Contact: Elena Hartwell - elenahartwell@gmail.com and visit me on the web at www.elenahartwell.com

Spotlight on Nicole J. and Terry Persun

October sees Part III and IV of my extended spotlight, highlighting two exceptional writers, Terry Persun and his daughter Nicole. I had the pleasure of meeting them both at the Pacific Northwest Writers Association Conference in July, when I attended one of Terry's workshops. Both excellent writers and teachers, I'm pleased to include them together for this interview. Scroll down for earlier installments.

Nicole J. Persun started her professional writing career at the age of sixteen with her young adult novel, A Kingdom’s Possession, which later became an Amazon Bestseller. Her second novel, Dead of Knight, was recently awarded Gold in Foreword Magazine’s 2013 Indiefab Book of the Year Award competition, and has also seen Amazon’s Bestseller rankings. 
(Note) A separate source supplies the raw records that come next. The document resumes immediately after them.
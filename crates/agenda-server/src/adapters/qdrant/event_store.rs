//! Qdrant implementation of the EventStore port
//!
//! One collection, cosine distance, the full event plus its document
//! text as payload. Point ids are UUIDv5 digests of the stable feed id
//! (Qdrant accepts only integers or UUIDs as point ids); the feed id
//! itself lives in the payload and stays the join key.

use std::collections::HashMap;

use async_trait::async_trait;
use chrono::{DateTime, Utc};
use qdrant_client::qdrant::{
    Condition, CountPointsBuilder, CreateCollectionBuilder, DeletePointsBuilder, Distance,
    Filter, PointId, PointStruct, PointsIdsList, Range, ScrollPointsBuilder,
    SearchPointsBuilder, UpsertPointsBuilder, VectorParamsBuilder,
};
use qdrant_client::Qdrant;
use serde::{Deserialize, Serialize};
use uuid::Uuid;

use agenda::ports::{EventStore, ScoredEvent};
use agenda::services::CompiledFilter;
use agenda::{EngineError, Event};

const SCROLL_PAGE: u32 = 256;

/// Everything persisted alongside the vector.
#[derive(Debug, Serialize, Deserialize)]
struct EventPayload {
    #[serde(flatten)]
    event: Event,
    document: String,
}

/// Qdrant client wrapper implementing the EventStore port.
pub struct QdrantEventStore {
    client: Qdrant,
    collection_name: String,
    dimension: usize,
}

impl QdrantEventStore {
    /// Connect to Qdrant and make sure the collection exists.
    pub async fn new(
        url: &str,
        api_key: Option<String>,
        collection_name: &str,
        dimension: usize,
    ) -> Result<Self, EngineError> {
        let client = if let Some(key) = api_key {
            Qdrant::from_url(url).api_key(key).build()
        } else {
            Qdrant::from_url(url).build()
        }
        .map_err(|e| EngineError::store(e.to_string()))?;

        let store = Self {
            client,
            collection_name: collection_name.to_string(),
            dimension,
        };
        store.ensure_collection().await?;

        tracing::info!(collection = collection_name, "🌊 Connected to Qdrant");

        Ok(store)
    }

    async fn ensure_collection(&self) -> Result<(), EngineError> {
        let exists = self
            .client
            .collection_exists(&self.collection_name)
            .await
            .map_err(|e| EngineError::store(e.to_string()))?;
        if exists {
            return Ok(());
        }

        self.client
            .create_collection(
                CreateCollectionBuilder::new(&self.collection_name).vectors_config(
                    VectorParamsBuilder::new(self.dimension as u64, Distance::Cosine),
                ),
            )
            .await
            .map_err(|e| EngineError::store(e.to_string()))?;

        tracing::info!(collection = %self.collection_name, "✨ Created collection");

        Ok(())
    }

    /// Stable UUIDv5 point id for a feed id.
    fn point_id(id: &str) -> PointId {
        Uuid::new_v5(&Uuid::NAMESPACE_OID, id.as_bytes())
            .to_string()
            .into()
    }

    /// Push-down of the parts of the filter Qdrant can evaluate
    /// exactly. This only narrows the candidate set; the engine
    /// re-verifies the full predicate itself.
    fn push_down_filter(filter: &CompiledFilter) -> Option<Filter> {
        let mut must: Vec<Condition> = Vec::new();
        if let Some(districts) = filter.districts() {
            must.push(Condition::matches(
                "district",
                districts.iter().cloned().collect::<Vec<_>>(),
            ));
        }
        if let Some(event_types) = filter.event_types() {
            must.push(Condition::matches(
                "event_type",
                event_types.iter().cloned().collect::<Vec<_>>(),
            ));
        }
        if let Some(price_max) = filter.price_max() {
            // Points without a numeric price fail the range condition,
            // matching the "unknown price never matches" rule.
            must.push(Condition::range(
                "price",
                Range {
                    lte: Some(price_max),
                    ..Default::default()
                },
            ));
        }
        (!must.is_empty()).then(|| Filter::must(must))
    }

    fn payload_for(
        event: &Event,
        document: &str,
    ) -> Result<HashMap<String, serde_json::Value>, EngineError> {
        let value = serde_json::to_value(EventPayload {
            event: event.clone(),
            document: document.to_string(),
        })
        .map_err(|e| EngineError::store(format!("serialize payload for {}: {e}", event.id)))?;
        serde_json::from_value(value)
            .map_err(|e| EngineError::store(format!("payload for {}: {e}", event.id)))
    }

    fn parse_payload(
        payload: &HashMap<String, qdrant_client::qdrant::Value>,
    ) -> Option<EventPayload> {
        let json = serde_json::to_value(payload).ok()?;
        serde_json::from_value(json).ok()
    }
}

#[async_trait]
impl EventStore for QdrantEventStore {
    async fn upsert(
        &self,
        event: &Event,
        document: &str,
        vector: Vec<f32>,
    ) -> Result<(), EngineError> {
        let point = PointStruct::new(
            Self::point_id(&event.id),
            vector,
            Self::payload_for(event, document)?,
        );

        self.client
            .upsert_points(UpsertPointsBuilder::new(&self.collection_name, vec![point]).wait(true))
            .await
            .map_err(|e| EngineError::store(format!("upsert {}: {e}", event.id)))?;

        Ok(())
    }

    async fn delete(&self, id: &str) -> Result<(), EngineError> {
        self.client
            .delete_points(
                DeletePointsBuilder::new(&self.collection_name)
                    .points(PointsIdsList {
                        ids: vec![Self::point_id(id)],
                    })
                    .wait(true),
            )
            .await
            .map_err(|e| EngineError::store(format!("delete {id}: {e}")))?;

        Ok(())
    }

    async fn query(
        &self,
        vector: Vec<f32>,
        filter: &CompiledFilter,
        k: usize,
    ) -> Result<Vec<ScoredEvent>, EngineError> {
        if k == 0 {
            return Err(EngineError::invalid_argument("k must be positive"));
        }

        let mut request =
            SearchPointsBuilder::new(&self.collection_name, vector, k as u64).with_payload(true);
        if let Some(push_down) = Self::push_down_filter(filter) {
            request = request.filter(push_down);
        }

        let response = self
            .client
            .search_points(request)
            .await
            .map_err(|e| EngineError::store(format!("query: {e}")))?;

        let results = response
            .result
            .into_iter()
            .filter_map(|point| {
                let payload = Self::parse_payload(&point.payload)?;
                Some(ScoredEvent {
                    event: payload.event,
                    document: payload.document,
                    // Qdrant reports cosine similarity; the port speaks
                    // cosine distance.
                    distance: 1.0 - point.score,
                })
            })
            .collect();

        Ok(results)
    }

    async fn index(&self) -> Result<HashMap<String, DateTime<Utc>>, EngineError> {
        let mut index = HashMap::new();
        let mut offset: Option<PointId> = None;

        loop {
            let mut request = ScrollPointsBuilder::new(&self.collection_name)
                .limit(SCROLL_PAGE)
                .with_payload(true);
            if let Some(offset_id) = offset.take() {
                request = request.offset(offset_id);
            }

            let response = self
                .client
                .scroll(request)
                .await
                .map_err(|e| EngineError::store(format!("scroll: {e}")))?;

            for point in &response.result {
                if let Some(payload) = Self::parse_payload(&point.payload) {
                    index.insert(payload.event.id, payload.event.source_updated_at);
                }
            }

            match response.next_page_offset {
                Some(next) => offset = Some(next),
                None => break,
            }
        }

        Ok(index)
    }

    async fn count(&self) -> Result<usize, EngineError> {
        let response = self
            .client
            .count(CountPointsBuilder::new(&self.collection_name).exact(true))
            .await
            .map_err(|e| EngineError::store(format!("count: {e}")))?;

        Ok(response.result.map(|r| r.count as usize).unwrap_or(0))
    }

    async fn reset(&self) -> Result<(), EngineError> {
        self.client
            .delete_collection(&self.collection_name)
            .await
            .map_err(|e| EngineError::store(format!("reset: {e}")))?;
        self.ensure_collection().await?;

        tracing::info!(collection = %self.collection_name, "🧹 Collection reset");

        Ok(())
    }
}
Aside from novels, Nicole has had short stories, flash fiction, poetry, and essays published in a handful of literary journals. She often speaks at libraries, writer’s groups, and writer’s conferences across the country. Nicole has a degree in Creative Writing from Goddard College. For more information, visit Nicole’s website at www.nicolejpersun.com or visit her publisher’s website at www.booktrope.com.

  Nicole J Persun         
Terry Persun     


Terry Persun holds a Bachelor’s of Science as well as an MA in Creative Writing. He has worked as an engineer, has been the Editor-in-Chief of several technology journals, and is now marketing consultant for technical and manufacturing companies. Over a dozen of his novels, four of his poetry collections, and six of his poetry chapbooks have been published by small, independent publishers.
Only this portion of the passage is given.